吉清が高山国に遠征する中、京での留守居役を任された南条隆信は途方に暮れていた。
吉清から命じられた任務。それは、豊臣秀次の家臣の調略であった。
吉清からは、
『調略とか難しいこと考えなくても、仲良くなれればそれでいいよ』
と言われていたが、簡単に言ってくれるものである。
上方の武士とは違い、隆信には“つて”もなければ人脈もない。
生まれも育ちも東北である隆信にとって、京の都は完全なアウェーであった。
そんな土地で、いったいどうしろというのか。
どうすることもできず、隆信は酒を飲みに京の町へ繰り出すことにした。
京の町は、どこも新たな天下人を称える声や、秀吉の話が絶えることはない。
(さすがは関白よ……)
東北の田舎には人づてにしか届かなかったが、京の町へ来てみれば、改めて秀吉の絶大な威光を思い知った。
(伊達も佐竹も従うわけだ……)
早々に木村吉清に従ったのは間違いではなかったと安堵しつつ、飲み屋街に入った。
適当な店に入ったところで、怒号が聞こえてきた。
「さ、先ほど謝ったではありませぬか!」
「誠意が足りんのだ! 言っておくが、儂は小田原征伐では首級を10個も挙げたのだぞ!」
チンピラのような浪人が、見るからに弱そうな武士に絡んでいる。
見慣れた光景に、隆信は辟易した。
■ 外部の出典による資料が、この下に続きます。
//! `grep` content search and `find` filename search.
//!
//! A non-recursive content search is not a plain `grep`: it walks the tree
//! with `find -print0` and hands the names to `xargs -0 grep` so that file
//! names with spaces survive. The search path itself is quoted when it holds
//! spaces or shell metacharacters.

use crate::families::{non_empty, or_default};
use crate::option_model::{Choice, FieldSpec, OptionModel};
use crate::rendering::{operand, quote, CommandTokens};

const DEFAULT_PATTERN: &str = "pattern";

#[derive(Debug, Clone, Copy, PartialEq, Eq, Default)]
pub enum Mode {
    #[default]
    Content,
    Filename,
}

impl Choice for Mode {
    const ALL: &'static [Self] = &[Mode::Content, Mode::Filename];

    fn label(self) -> &'static str {
        match self {
            Mode::Content => "content",
            Mode::Filename => "filename",
        }
    }

    fn description(self) -> &'static str {
        match self {
            Mode::Content => "Search inside files with grep",
            Mode::Filename => "Search file names with find",
        }
    }
}

#[derive(Debug, Clone, Copy, PartialEq, Eq, Default)]
pub enum FileType {
    #[default]
    Any,
    File,
    Directory,
}

impl FileType {
    fn find_type(self) -> Option<&'static str> {
        match self {
            FileType::Any => None,
            FileType::File => Some("f"),
            FileType::Directory => Some("d"),
        }
    }
}

impl Choice for FileType {
    const ALL: &'static [Self] = &[FileType::Any, FileType::File, FileType::Directory];

    fn label(self) -> &'static str {
        match self {
            FileType::Any => "any",
            FileType::File => "file",
            FileType::Directory => "directory",
        }
    }

    fn description(self) -> &'static str {
        match self {
            FileType::Any => "Match files and directories",
            FileType::File => "-type f: regular files only",
            FileType::Directory => "-type d: directories only",
        }
    }
}

pub fn schema() -> Vec<FieldSpec> {
    vec![
        FieldSpec::choice("mode", Mode::Content, "Search inside files or by name"),
        FieldSpec::text("pattern", "Text or name pattern to look for"),
        FieldSpec::text("path", "Where to start searching"),
        FieldSpec::toggle("recursive", true, "Let grep descend into directories"),
        FieldSpec::toggle("ignore_case", false, "Case-insensitive match"),
        FieldSpec::toggle("invert_match", false, "Show lines that do not match"),
        FieldSpec::toggle("line_numbers", false, "Prefix matches with line numbers"),
        FieldSpec::choice("file_type", FileType::Any, "Kind of entry find reports"),
    ]
}

#[derive(Debug, Clone, PartialEq, Eq)]
pub enum Options {
    Content {
        pattern: String,
        path: String,
        recursive: bool,
        ignore_case: bool,
        invert_match: bool,
        line_numbers: bool,
    },
    Filename {
        pattern: Option<String>,
        path: String,
        file_type: FileType,
    },
}

impl Options {
    pub fn from_model(model: &OptionModel) -> Self {
        let path = or_default(model.text("path"), ".");

        match model.choice::<Mode>("mode") {
            Mode::Content => Options::Content {
                pattern: or_default(model.text("pattern"), DEFAULT_PATTERN),
                path,
                recursive: model.toggle("recursive"),
                ignore_case: model.toggle("ignore_case"),
                invert_match: model.toggle("invert_match"),
                line_numbers: model.toggle("line_numbers"),
            },
            Mode::Filename => Options::Filename {
                pattern: non_empty(model.text("pattern")),
                path,
                file_type: model.choice("file_type"),
            },
        }
    }
}

/// Bundles the selected letters into one short-option group.
fn short_flags(letters: &[(bool, char)]) -> Option<String> {
    let bundled: String = letters
        .iter()
        .filter_map(|(selected, letter)| selected.then_some(*letter))
        .collect();

    (!bundled.is_empty()).then(|| format!("-{bundled}"))
}

pub fn compose(options: &Options) -> CommandTokens {
    match options {
        Options::Content {
            pattern,
            path,
            recursive,
            ignore_case,
            invert_match,
            line_numbers,
        } => {
            let match_flags = [(*ignore_case, 'i'), (*invert_match, 'v'), (*line_numbers, 'n')];

            if *recursive {
                let mut letters = vec![(true, 'r')];
                letters.extend(match_flags);

                let mut tokens = CommandTokens::new("grep");
                tokens
                    .push_opt(short_flags(&letters))
                    .push(quote(pattern))
                    .push(operand(path));
                tokens
            } else {
                let mut tokens = CommandTokens::new("find");
                tokens
                    .push(operand(path))
                    .extend(["-type", "f", "-print0", "|", "xargs", "-0", "grep"])
                    .push_opt(short_flags(&match_flags))
                    .push(quote(pattern));
                tokens
            }
        }
        Options::Filename {
            pattern,
            path,
            file_type,
        } => {
            let mut tokens = CommandTokens::new("find");
            tokens.push(operand(path));
            if let Some(find_type) = file_type.find_type() {
                tokens.extend(["-type", find_type]);
            }
            if let Some(pattern) = pattern {
                tokens.push("-name").push(quote(pattern));
            }
            tokens
        }
    }
}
あの手の手合は、どこにでもいるものである。
柄の悪い方を掴まえると、腕をひねった。
「これ以上騒ぐってんなら、俺が相手になるぜ」
旗色が悪くなったのか、柄の悪い男が逃げ出した。
やつの背中を見送りつつ、倒れた男を引き上げる。
「大丈夫かい? アンタも運が悪かったな」
「ありがとうございます。普段は仲間と屋敷で飲むのですが、今日に限っては誰も都合がつかず、こうして町へ繰り出したのです」
「それでガラの悪い男に絡まれてたってのか。……とことんツイてないねぇ」
じゃあな、と去ろうとしたところで、男に呼び止められた。
「……よろしければ、一緒に酒などいかがでしょう。助けて頂いたお礼に、今宵は私が奢りましょう」
「おお、それは助かる」
隆信は任務のことも忘れ、出会った男と酒を酌み交わすことにしたのだった。
男の足どりもおぼつかなくなる頃には、夜も更けていた。
男の肩を支えながら店を出る。
「いやぁ、久しぶりによい酒を飲みました」
「まったくよ。やっぱり誰かと飲む酒は一味違ぇわ」
隆信が赤い顔で笑う。任務のことなどすっかり頭から抜け落ちてしまった。
「……そうそう。そういえば、まだあなたの名前を聞いておりませなんだ」
「俺は木村家の家臣、南条隆信だ」
「私は関白様にお仕えする、前野忠康と申します」
「関白っていうと、秀吉様の直臣か」
「いいえ、関白の座は既にお譲りしてますから、今の関白は秀次様です」
──秀次。どこかで聞き覚えのある名前だ。
酒の回った頭で記憶をたどると、一つの答えに行きついた。
「あっ!」
吉清から申しつけられた任務。それこそ、秀次の家臣の調略だったではないか。
「どうかしましたか?」
怪訝そうな顔をする前野忠康に、隆信は首を振った。
「……なんでもねぇよ」
千鳥足の前野忠康を屋敷まで送りつつ、なるほど、吉清が自分にさせたかったのは、こういうことなのかと納得するのだった。